Lets say you are a rual department based at about 2,000 ft above sea level as your elevation. You have a call to a motorist on a mountain road in your response area, the scene is located at 8,000 ft. What are the effects, if any, on O2, the air inside BVM masks, sterile saline bottles, med vials, etc?


----------



## Code 3 (Nov 22, 2008)

daedalus said:


> Lets say you are a rual department based at about 2,000 ft above sea level as your elevation. You have a call to a motorist on a mountain road in your response area, the scene is located at 8,000 ft. What are the effects, if any, on O2, the air inside BVM masks, sterile saline bottles, med vials, etc?



In terms of bottles (plastic, glass, etc.):

_Packages sealed at or near sea level will experience an increased pressure differential on the seal/closure/finish with exposure to higher elevations. *This pressure differential can cause leaks.*_

http://www.healthcare-packaging.com/archives/2006/03/leak_testing_liquid_pharmaceut.


----------



## mycrofft (Nov 22, 2008)

*Happens all the time with aircraft, helos and small planes not always pressurized.*

Plastic wrap tends to poof up a little. Multiple dose vials may act differently but won't rupture.  Only 8k... the biggest effect is that your pt has had less O2 pressure than at lower elevations, until you raise the overall percentage.
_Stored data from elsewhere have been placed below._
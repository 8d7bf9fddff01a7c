//! Admin scheduling endpoints: the drift timeline, reconfiguration, and
//! per-prompt rescheduling.

use std::sync::Arc;

use axum::extract::State;
use axum::Json;
use chrono::Utc;
use serde::{Deserialize, Serialize};
use uuid::Uuid;

use promptwall_scheduling::{next_available_slot, schedule_report, SchedulingConfigPatch};

use crate::state::AppState;

use super::{
    bad_request, internal_error, iso, not_found, parse_timestamp, ApiError, CategoryView, ErrorReply,
    SchedulingConfigView,
};

// ── Timeline report ───────────────────────────────────────────────

#[derive(Serialize, utoipa::ToSchema)]
#[serde(rename_all = "camelCase")]
pub struct TimelineEntry {
    pub id: String,
    pub title: String,
    pub description: String,
    pub category: CategoryView,
    pub scheduled_for: String,
    pub expected_schedule_time: String,
    pub actual_schedule_time: String,
    pub is_on_schedule: bool,
    pub is_active: bool,
    pub submission_count: u64,
    pub created_by: String,
    pub position: usize,
    pub status: String,
}

#[derive(Serialize, utoipa::ToSchema)]
#[serde(rename_all = "camelCase")]
pub struct TimelineStats {
    pub total_prompts: usize,
    pub active_prompts: usize,
    pub completed_prompts: usize,
    pub upcoming_prompts: usize,
    pub on_schedule_prompts: usize,
    pub current_interval: u32,
    pub next_available_slot: String,
    pub base_time: String,
}

#[derive(Serialize, utoipa::ToSchema)]
#[serde(rename_all = "camelCase")]
pub struct SchedulingConfiguration {
    pub interval_minutes: u32,
    pub base_time: String,
    pub current_time: String,
    pub is_active: bool,
}

#[derive(Serialize, utoipa::ToSchema)]
#[serde(rename_all = "camelCase")]
pub struct SchedulingReportData {
    pub scheduling_timeline: Vec<TimelineEntry>,
    pub stats: TimelineStats,
    pub configuration: SchedulingConfiguration,
}

#[derive(Serialize, utoipa::ToSchema)]
#[serde(rename_all = "camelCase")]
pub struct SchedulingReportResponse {
    pub success: bool,
    pub data: SchedulingReportData,
}

/// Expected-vs-actual slot audit over every prompt. Read-only: drift is
/// reported, never corrected here.
#[utoipa::path(
    get,
    path = "/admin/scheduling",
    tag = "Admin",
    responses(
        (status = 200, description = "Schedule drift report", body = SchedulingReportResponse)
    )
)]
pub async fn scheduling_report(
    State(state): State<Arc<AppState>>,
) -> Result<Json<SchedulingReportResponse>, ErrorReply> {
    let now = Utc::now();
    let config = state.scheduling.get();
    let prompts = state.prompts.list_ordered().map_err(internal_error)?;
    let report = schedule_report(&prompts, &config, now);

    // The report rows are in prompt order, so zip them back together to
    // enrich each row with display fields.
    let scheduling_timeline: Vec<TimelineEntry> = prompts
        .iter()
        .zip(report.timeline.iter())
        .map(|(prompt, record)| TimelineEntry {
            id: prompt.id.to_string(),
            title: prompt.title.clone(),
            description: prompt.description.clone(),
            category: CategoryView::from(&prompt.category),
            scheduled_for: iso(prompt.scheduled_for),
            expected_schedule_time: iso(record.expected_schedule_time),
            actual_schedule_time: iso(record.actual_schedule_time),
            is_on_schedule: record.is_on_schedule,
            is_active: record.is_active,
            submission_count: record.submission_count,
            created_by: prompt.created_by.clone(),
            position: record.position,
            status: match record.status {
                promptwall_scheduling::SlotStatus::Completed => "completed".to_string(),
                promptwall_scheduling::SlotStatus::Upcoming => "upcoming".to_string(),
            },
        })
        .collect();

    Ok(Json(SchedulingReportResponse {
        success: true,
        data: SchedulingReportData {
            scheduling_timeline,
            stats: TimelineStats {
                total_prompts: report.stats.total_prompts,
                active_prompts: report.stats.active_prompts,
                completed_prompts: report.stats.completed_prompts,
                upcoming_prompts: report.stats.upcoming_prompts,
                on_schedule_prompts: report.stats.on_schedule_prompts,
                current_interval: report.stats.current_interval,
                next_available_slot: iso(report.stats.next_available_slot),
                base_time: iso(report.stats.base_time),
            },
            configuration: SchedulingConfiguration {
                interval_minutes: config.interval_minutes,
                base_time: iso(config.base_time),
                current_time: iso(now),
                is_active: config.is_active,
            },
        },
    }))
}

// ── Reconfiguration ───────────────────────────────────────────────

#[derive(Deserialize, utoipa::ToSchema)]
#[serde(rename_all = "camelCase")]
pub struct UpdateSchedulingRequest {
    /// `updateInterval` or `autoScheduleNew`.
    pub action: String,
    pub interval_minutes: Option<u32>,
    /// RFC 3339; defaults to now for `updateInterval`.
    pub base_time: Option<String>,
    /// Rewrite every prompt's slot onto the new linear layout.
    #[serde(default)]
    pub reschedule_all: bool,
}

#[derive(Serialize, utoipa::ToSchema)]
#[serde(rename_all = "camelCase")]
pub struct UpdateSchedulingData {
    pub interval_minutes: u32,
    pub base_time: String,
    #[serde(skip_serializing_if = "Option::is_none")]
    pub rescheduled_prompts: Option<usize>,
    #[serde(skip_serializing_if = "Option::is_none")]
    pub next_available_slot: Option<String>,
    pub config: SchedulingConfigView,
}

#[derive(Serialize, utoipa::ToSchema)]
#[serde(rename_all = "camelCase")]
pub struct UpdateSchedulingResponse {
    pub success: bool,
    pub message: String,
    pub data: UpdateSchedulingData,
}

/// Reconfigure the rotation. `updateInterval` persists the new interval
/// and base time and activates scheduling; with `rescheduleAll` every
/// prompt's slot is rewritten onto the new layout, activation flags
/// untouched. `autoScheduleNew` answers where the next prompt would land.
#[utoipa::path(
    post,
    path = "/admin/scheduling",
    tag = "Admin",
    request_body = UpdateSchedulingRequest,
    responses(
        (status = 200, description = "Configuration updated", body = UpdateSchedulingResponse),
        (status = 400, description = "Unknown action or missing fields", body = ApiError)
    )
)]
pub async fn update_scheduling(
    State(state): State<Arc<AppState>>,
    Json(input): Json<UpdateSchedulingRequest>,
) -> Result<Json<UpdateSchedulingResponse>, ErrorReply> {
    match input.action.as_str() {
        "updateInterval" => {
            let interval_minutes = input
                .interval_minutes
                .ok_or_else(|| bad_request("intervalMinutes is required for updateInterval"))?;
            if interval_minutes == 0 {
                return Err(bad_request("intervalMinutes must be at least 1"));
            }
            let base_time = match &input.base_time {
                Some(raw) => parse_timestamp(raw)?,
                None => Utc::now(),
            };

            let config = state
                .scheduling
                .update(SchedulingConfigPatch {
                    interval_minutes: Some(interval_minutes),
                    base_time: Some(base_time),
                    is_active: Some(true),
                })
                .map_err(internal_error)?;

            let rescheduled = if input.reschedule_all {
                Some(
                    state
                        .prompts
                        .reschedule_all(base_time, interval_minutes)
                        .map_err(internal_error)?,
                )
            } else {
                None
            };

            let message = match rescheduled {
                Some(n) => format!(
                    "Updated interval to {} minutes and rescheduled {} prompts",
                    interval_minutes, n
                ),
                None => format!("Updated interval to {} minutes", interval_minutes),
            };

            Ok(Json(UpdateSchedulingResponse {
                success: true,
                message,
                data: UpdateSchedulingData {
                    interval_minutes,
                    base_time: iso(base_time),
                    rescheduled_prompts: rescheduled,
                    next_available_slot: None,
                    config: SchedulingConfigView::from(&config),
                },
            }))
        }
        "autoScheduleNew" => {
            let config = state.scheduling.get();
            let last = state.prompts.last_scheduled().map_err(internal_error)?;
            let slot = next_available_slot(last, &config, Utc::now());
            Ok(Json(UpdateSchedulingResponse {
                success: true,
                message: "Next available slot computed".to_string(),
                data: UpdateSchedulingData {
                    interval_minutes: config.interval_minutes,
                    base_time: iso(config.base_time),
                    rescheduled_prompts: None,
                    next_available_slot: Some(iso(slot)),
                    config: SchedulingConfigView::from(&config),
                },
            }))
        }
        other => Err(bad_request(format!("Invalid action '{}'", other))),
    }
}

// ── Per-prompt reschedule ─────────────────────────────────────────

#[derive(Deserialize, utoipa::ToSchema)]
#[serde(rename_all = "camelCase")]
pub struct ReschedulePromptRequest {
    pub prompt_id: Option<String>,
    pub new_schedule_time: Option<String>,
}

#[derive(Serialize, utoipa::ToSchema)]
#[serde(rename_all = "camelCase")]
pub struct ReschedulePromptData {
    pub id: String,
    pub title: String,
    pub scheduled_for: String,
    pub category: String,
}

#[derive(Serialize, utoipa::ToSchema)]
#[serde(rename_all = "camelCase")]
pub struct ReschedulePromptResponse {
    pub success: bool,
    pub message: String,
    pub data: ReschedulePromptData,
}

/// Move a single prompt to a new slot.
#[utoipa::path(
    put,
    path = "/admin/scheduling",
    tag = "Admin",
    request_body = ReschedulePromptRequest,
    responses(
        (status = 200, description = "Prompt rescheduled", body = ReschedulePromptResponse),
        (status = 400, description = "Missing fields", body = ApiError),
        (status = 404, description = "Unknown prompt", body = ApiError)
    )
)]
pub async fn reschedule_prompt(
    State(state): State<Arc<AppState>>,
    Json(input): Json<ReschedulePromptRequest>,
) -> Result<Json<ReschedulePromptResponse>, ErrorReply> {
    let (Some(prompt_id), Some(new_schedule_time)) =
        (&input.prompt_id, &input.new_schedule_time)
    else {
        return Err(bad_request("promptId and newScheduleTime are required"));
    };

    let id = Uuid::parse_str(prompt_id).map_err(|_| bad_request("promptId must be a UUID"))?;
    let new_slot = parse_timestamp(new_schedule_time)?;

    let mut prompt = state
        .prompts
        .get(id)
        .map_err(internal_error)?
        .ok_or_else(|| not_found(format!("Prompt {} not found", id)))?;
    prompt.scheduled_for = new_slot;
    let stored = state.prompts.update(prompt).map_err(internal_error)?;

    Ok(Json(ReschedulePromptResponse {
        success: true,
        message: format!("Rescheduled \"{}\" to {}", stored.title, iso(new_slot)),
        data: ReschedulePromptData {
            id: stored.id.to_string(),
            title: stored.title.clone(),
            scheduled_for: iso(stored.scheduled_for),
            category: stored.category.name.clone(),
        },
    }))
}
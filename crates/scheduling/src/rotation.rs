//! Cyclic prompt rotation.
//!
//! Counts fixed-length intervals from a base time and maps the count,
//! modulo the prompt total, onto the ordered prompt list. The mapping is
//! a pure function of its inputs: clients poll it every 30 seconds and
//! re-derive time-left locally, so repeated calls with the same inputs
//! must return identical windows.

use chrono::{DateTime, Duration, Utc};

/// Milliseconds per rotation-interval minute.
pub const MS_PER_MINUTE: i64 = 60_000;

/// The rotation slot computed for a single instant.
///
/// `index` is `-1` when the prompt list is empty (then both bounds equal
/// the query time); otherwise it is the cyclic position in
/// `[0, total_prompts)`, `interval_start <= now < interval_end`, and the
/// window is exactly `interval_minutes` wide.
#[derive(Debug, Clone, Copy, PartialEq, Eq)]
pub struct RotationWindow {
    pub index: i64,
    pub interval_start: DateTime<Utc>,
    pub interval_end: DateTime<Utc>,
}

impl RotationWindow {
    /// The selected prompt position, if any.
    pub fn slot(&self) -> Option<usize> {
        if self.index >= 0 {
            Some(self.index as usize)
        } else {
            None
        }
    }
}

/// Select the prompt live at `now`.
///
/// Interval counting uses floor division and euclidean modulo, so times
/// before `base_time` produce negative interval counts that cycle
/// backward through the list instead of collapsing onto index 0. The
/// window invariant holds on both sides of the base time.
pub fn rotation_window(
    now: DateTime<Utc>,
    base_time: DateTime<Utc>,
    interval_minutes: u32,
    total_prompts: usize,
) -> RotationWindow {
    if total_prompts == 0 {
        return RotationWindow {
            index: -1,
            interval_start: now,
            interval_end: now,
        };
    }

    // A zero interval would divide by zero below; the config store never
    // persists one, but the inputs here are raw.
    let interval_ms = i64::from(interval_minutes.max(1)) * MS_PER_MINUTE;
    let elapsed_ms = now.timestamp_millis() - base_time.timestamp_millis();
    let intervals_passed = elapsed_ms.div_euclid(interval_ms);
    let index = intervals_passed.rem_euclid(total_prompts as i64);

    let interval_start = base_time + Duration::milliseconds(intervals_passed * interval_ms);

    RotationWindow {
        index,
        interval_start,
        interval_end: interval_start + Duration::milliseconds(interval_ms),
    }
}

#[cfg(test)]
mod tests {
    use super::*;
    use chrono::TimeZone;

    fn base() -> DateTime<Utc> {
        Utc.with_ymd_and_hms(2024, 1, 1, 0, 0, 0).unwrap()
    }

    fn at(h: u32, m: u32, s: u32) -> DateTime<Utc> {
        Utc.with_ymd_and_hms(2024, 1, 1, h, m, s).unwrap()
    }

    #[test]
    fn empty_prompt_set_returns_sentinel() {
        let now = at(12, 34, 56);
        let window = rotation_window(now, base(), 2, 0);
        assert_eq!(window.index, -1);
        assert_eq!(window.slot(), None);
        assert_eq!(window.interval_start, now);
        assert_eq!(window.interval_end, now);
    }

    #[test]
    fn repeated_calls_are_deterministic() {
        let now = at(3, 17, 41);
        let first = rotation_window(now, base(), 5, 7);
        for _ in 0..10 {
            assert_eq!(rotation_window(now, base(), 5, 7), first);
        }
    }

    #[test]
    fn window_contains_now_and_has_exact_width() {
        for &(h, m, s) in &[(0, 0, 0), (0, 1, 59), (7, 33, 12), (23, 59, 59)] {
            let now = at(h, m, s);
            let window = rotation_window(now, base(), 2, 4);
            assert!(window.interval_start <= now, "start <= now at {}", now);
            assert!(now < window.interval_end, "now < end at {}", now);
            assert_eq!(
                (window.interval_end - window.interval_start).num_milliseconds(),
                2 * MS_PER_MINUTE
            );
        }
    }

    #[test]
    fn indices_cycle_through_the_list_in_order() {
        let n = 4;
        let mut seen = Vec::new();
        for interval in 0..(3 * n) {
            // Sample the middle of each interval.
            let now = base() + Duration::minutes(2 * interval as i64) + Duration::seconds(30);
            let window = rotation_window(now, base(), 2, n);
            seen.push(window.index);
        }
        let one_cycle: Vec<i64> = (0..n as i64).collect();
        assert_eq!(seen, [one_cycle.clone(), one_cycle.clone(), one_cycle].concat());
    }

    #[test]
    fn documented_scenario_two_minute_interval_four_prompts() {
        assert_eq!(rotation_window(at(0, 0, 30), base(), 2, 4).index, 0);
        assert_eq!(rotation_window(at(0, 2, 30), base(), 2, 4).index, 1);
        // 00:08:01 => 4 intervals passed, 4 mod 4 wraps to 0.
        assert_eq!(rotation_window(at(0, 8, 1), base(), 2, 4).index, 0);
    }

    #[test]
    fn before_base_time_cycles_backward() {
        // One interval before base with 4 prompts lands on the last one.
        let now = base() - Duration::minutes(1);
        let window = rotation_window(now, base(), 2, 4);
        assert_eq!(window.index, 3);
        assert!(window.interval_start <= now && now < window.interval_end);
        assert_eq!(window.interval_end, base());

        // Two full cycles earlier still selects the same slot.
        let earlier = now - Duration::minutes(2 * 4 * 2);
        assert_eq!(rotation_window(earlier, base(), 2, 4).index, 3);
    }

    #[test]
    fn exact_interval_boundary_starts_the_next_slot() {
        // At exactly base + interval the previous window has closed.
        let now = base() + Duration::minutes(2);
        let window = rotation_window(now, base(), 2, 4);
        assert_eq!(window.index, 1);
        assert_eq!(window.interval_start, now);
    }
}
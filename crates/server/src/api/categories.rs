//! Category listing and creation.

use std::sync::Arc;

use axum::extract::State;
use axum::http::StatusCode;
use axum::Json;
use serde::{Deserialize, Serialize};

use promptwall_store::StoreError;

use crate::state::AppState;

use super::{bad_request, internal_error, ApiError, CategoryView, ErrorReply};

#[derive(Serialize, utoipa::ToSchema)]
#[serde(rename_all = "camelCase")]
pub struct CategoryListResponse {
    pub success: bool,
    pub data: Vec<CategoryView>,
}

#[utoipa::path(
    get,
    path = "/categories",
    tag = "Categories",
    responses(
        (status = 200, description = "All categories", body = CategoryListResponse)
    )
)]
pub async fn list_categories(
    State(state): State<Arc<AppState>>,
) -> Result<Json<CategoryListResponse>, ErrorReply> {
    let categories = state.categories.list().map_err(internal_error)?;
    Ok(Json(CategoryListResponse {
        success: true,
        data: categories.iter().map(CategoryView::from).collect(),
    }))
}

#[derive(Deserialize, utoipa::ToSchema)]
#[serde(rename_all = "camelCase")]
pub struct CreateCategoryRequest {
    pub name: String,
    #[serde(default)]
    pub description: String,
    pub color: Option<String>,
    pub icon: Option<String>,
}

fn default_color() -> String {
    "#3b82f6".to_string()
}

fn default_icon() -> String {
    "sparkles".to_string()
}

#[derive(Serialize, utoipa::ToSchema)]
#[serde(rename_all = "camelCase")]
pub struct CategoryResponse {
    pub success: bool,
    pub data: CategoryView,
}

#[utoipa::path(
    post,
    path = "/categories",
    tag = "Categories",
    request_body = CreateCategoryRequest,
    responses(
        (status = 201, description = "Category created", body = CategoryResponse),
        (status = 409, description = "Name already taken", body = ApiError)
    )
)]
pub async fn create_category(
    State(state): State<Arc<AppState>>,
    Json(input): Json<CreateCategoryRequest>,
) -> Result<(StatusCode, Json<CategoryResponse>), ErrorReply> {
    if input.name.trim().is_empty() {
        return Err(bad_request("name is required"));
    }

    let created = state.categories.create(
        input.name.trim(),
        &input.description,
        &input.color.unwrap_or_else(default_color),
        &input.icon.unwrap_or_else(default_icon),
    );
    match created {
        Ok(category) => Ok((
            StatusCode::CREATED,
            Json(CategoryResponse {
                success: true,
                data: CategoryView::from(&category),
            }),
        )),
        Err(StoreError::Conflict(what)) => Err((
            StatusCode::CONFLICT,
            Json(ApiError {
                success: false,
                error: format!("{} already exists", what),
            }),
        )),
        Err(e) => Err(internal_error(e)),
    }
}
Vent and Rid can give you better math on that. I might wonder about the balloon inflatable obturators on airways? (Indwelling urinary cath should not pose a prob since it's inflated with saline, water based liquids don't expand or contract). O2 cylinder....no problem. (What about pts with pulmonary blebs, going to get more spontaneous pneumos?).

I'm told that _descending_ can cause airsplints and other inflatables to expand.


----------



## Tincanfireman (Nov 22, 2008)

Boyles Law addresses this question thusly: Under a constant temperature, gas will compress as pressure is applied. The volume of a fixed amount of gas is inversely proportional to the total amount of pressure applied. If the pressure doubles, the volume shrinks to half. 
An amount of air at higher altitudes is less compressed and therefore takes up more volume than air at sea level. A balloon inflated and tied off at sea level will expand as it rises in the atmosphere.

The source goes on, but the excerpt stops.